In November 2009, it was announced that actress Julianne Moore would guest star on 30 Rock as a love interest for Alec Baldwin's character, Jack Donaghy. Moore would later guest star in the episodes "Winter Madness", "Lee Marvin vs. Derek Jeter", "Emanuelle Goes to Dinosaur Land", and "I Do Do". In an interview with USA Today in October 2009, Fey said that Jack would find more enduring love in the upcoming season. "As we move into the back half of the season, we'd like to get [Jack] into a real adult relationship with some hurdles." In the same interview, Baldwin noted, "Fifty-year-old Jack running around still using women like a drug is not where I'd like him to end up." Actor Larry Wilcox made a cameo in this episode, though, he was in character playing Officer Jon Baker from his old days in the drama show CHiPs, as Liz Lemon had a teen crush on Wilcox.

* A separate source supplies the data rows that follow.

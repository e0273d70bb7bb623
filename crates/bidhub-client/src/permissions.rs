//! 权限缓存：在会话内回答“当前管理员能否对模块 X 做 Y”，不必每次请求后端。
//!
//! 加载顺序：
//! 1) 会话上下文中已保存的快照（进程内缓存 → 本地存储）
//! 2) 未命中时向后端拉取，并落盘
//! 3) 拉取失败时按 [`PermissionFallback`] 生成兜底快照（只进内存，不落盘）
//!
//! 作者：BidHub 管理后台项目组
//! 创建时间：2026-10-18
//! 修改时间：2026-10-18

use std::sync::atomic::{AtomicBool, Ordering};
use std::sync::Arc;

use bidhub_core::permission::{PermissionFallback, PermissionKind, PermissionSnapshot};
use bidhub_core::session::SessionContext;
use tracing::{info, warn};

use crate::gateway::GatewayClient;

/// 快照来源。
#[derive(Debug, Clone, Copy, PartialEq, Eq)]
pub enum SnapshotOrigin {
    /// 本地已保存。
    Stored,
    /// 刚从后端拉取。
    Fetched,
    /// 拉取失败后的兜底快照。
    Fallback,
}

/// 一次加载的结果。
#[derive(Debug, Clone)]
pub struct LoadedPermissions {
    pub snapshot: PermissionSnapshot,
    pub origin: SnapshotOrigin,
}

pub struct PermissionCache {
    session: Arc<SessionContext>,
    gateway: GatewayClient,
    fallback: PermissionFallback,
    /// 当前缓存是否为兜底快照；是则下次 `load` 重新拉取。
    degraded: AtomicBool,
}

impl PermissionCache {
    pub fn new(
        session: Arc<SessionContext>,
        gateway: GatewayClient,
        fallback: PermissionFallback,
    ) -> Self {
        Self { session, gateway, fallback, degraded: AtomicBool::new(false) }
    }

    /// 加载快照：优先使用已保存的快照，未命中再拉取。
    ///
    /// 异常处理：
    /// - 本地存储读失败按未命中处理
    /// - 落盘失败只告警，仍返回拉取到的快照
    /// - 拉取失败不返回错误，按兜底策略处理
    pub async fn load(&self) -> LoadedPermissions {
        if self.degraded.load(Ordering::SeqCst) {
            return self.fetch().await;
        }
        match self.session.stored_permissions() {
            Ok(Some(snapshot)) => {
                return LoadedPermissions { snapshot, origin: SnapshotOrigin::Stored };
            }
            Ok(None) => {}
            Err(e) => warn!("读取本地权限快照失败，改为重新拉取: {e}"),
        }
        self.fetch().await
    }

    /// 收到权限变更信号：作废后重新拉取并整体覆盖。
    pub async fn refresh(&self) -> LoadedPermissions {
        if let Err(e) = self.session.invalidate_permissions() {
            warn!("作废本地权限快照失败: {e}");
        }
        self.fetch().await
    }

    async fn fetch(&self) -> LoadedPermissions {
        match self.gateway.my_permissions().await {
            Ok(snapshot) => {
                self.degraded.store(false, Ordering::SeqCst);
                info!("权限快照已更新: role={} modules={}", snapshot.role, snapshot.modules.len());
                if let Err(e) = self.session.replace_permissions(snapshot.clone()) {
                    warn!("权限快照落盘失败: {e}");
                    self.session.cache_only(snapshot.clone());
                }
                LoadedPermissions { snapshot, origin: SnapshotOrigin::Fetched }
            }
            Err(e) => {
                let role_hint = self.session.role().ok().flatten();
                let snapshot = self.fallback.snapshot(role_hint.as_deref());
                match self.fallback {
                    PermissionFallback::GrantAll => {
                        warn!("权限拉取失败，按 grant_all 策略临时放行全部权限: {e}")
                    }
                    PermissionFallback::DenyAll => {
                        warn!("权限拉取失败，按 deny_all 策略拒绝全部权限: {e}")
                    }
                }
                self.session.cache_only(snapshot.clone());
                self.degraded.store(true, Ordering::SeqCst);
                LoadedPermissions { snapshot, origin: SnapshotOrigin::Fallback }
            }
        }
    }

    /// 当前快照（未加载时为 `None`）。
    pub fn snapshot(&self) -> Option<PermissionSnapshot> {
        self.session.stored_permissions().ok().flatten()
    }

    /// 能否访问模块；未加载快照时一律 `false`。
    pub fn has_access(&self, path: &str) -> bool {
        self.snapshot().map(|s| s.has_access(path)).unwrap_or(false)
    }

    /// 是否拥有模块的某种权限；未加载快照时一律 `false`。
    pub fn has_permission(&self, path: &str, kind: PermissionKind) -> bool {
        self.snapshot().map(|s| s.has_permission(path, kind)).unwrap_or(false)
    }
}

In one scene of this episode, Liz says "shark farts", and when asked about it in an April 2010 interview, Fey revealed that the term "was one that we ad-libbed that we ended up leaving in. The studio asked us not to leave it in, but we left it in."

This was actor Cheyenne Jackson's second appearance as Danny on 30 Rock. He made his debut in the November 12, 2009, episode "The Problem Solvers". Fey had seen Jackson in the Broadway musicals Xanadu and Damn Yankees, the latter that starred Jane Krakowski, who plays Jenna Maroney on the show. According to Jackson in a November 2009 interview, Fey set up a meeting to interest him in a role on the program. In an interview with the Los Angeles Times, it was revealed that it was Krakowski who brought Jackson to the attention of the 30 Rock producers. In the episode, Danny sang off-key during a duet with Jenna, in order to keep her happy. In regards of his off-pitch performance, Jackson said in an interview, "It's actually harder than you might think. I worked on it a lot to make it sound real and to make it sound believable. But I got some good, funny feedback from it, so I'm glad it worked out."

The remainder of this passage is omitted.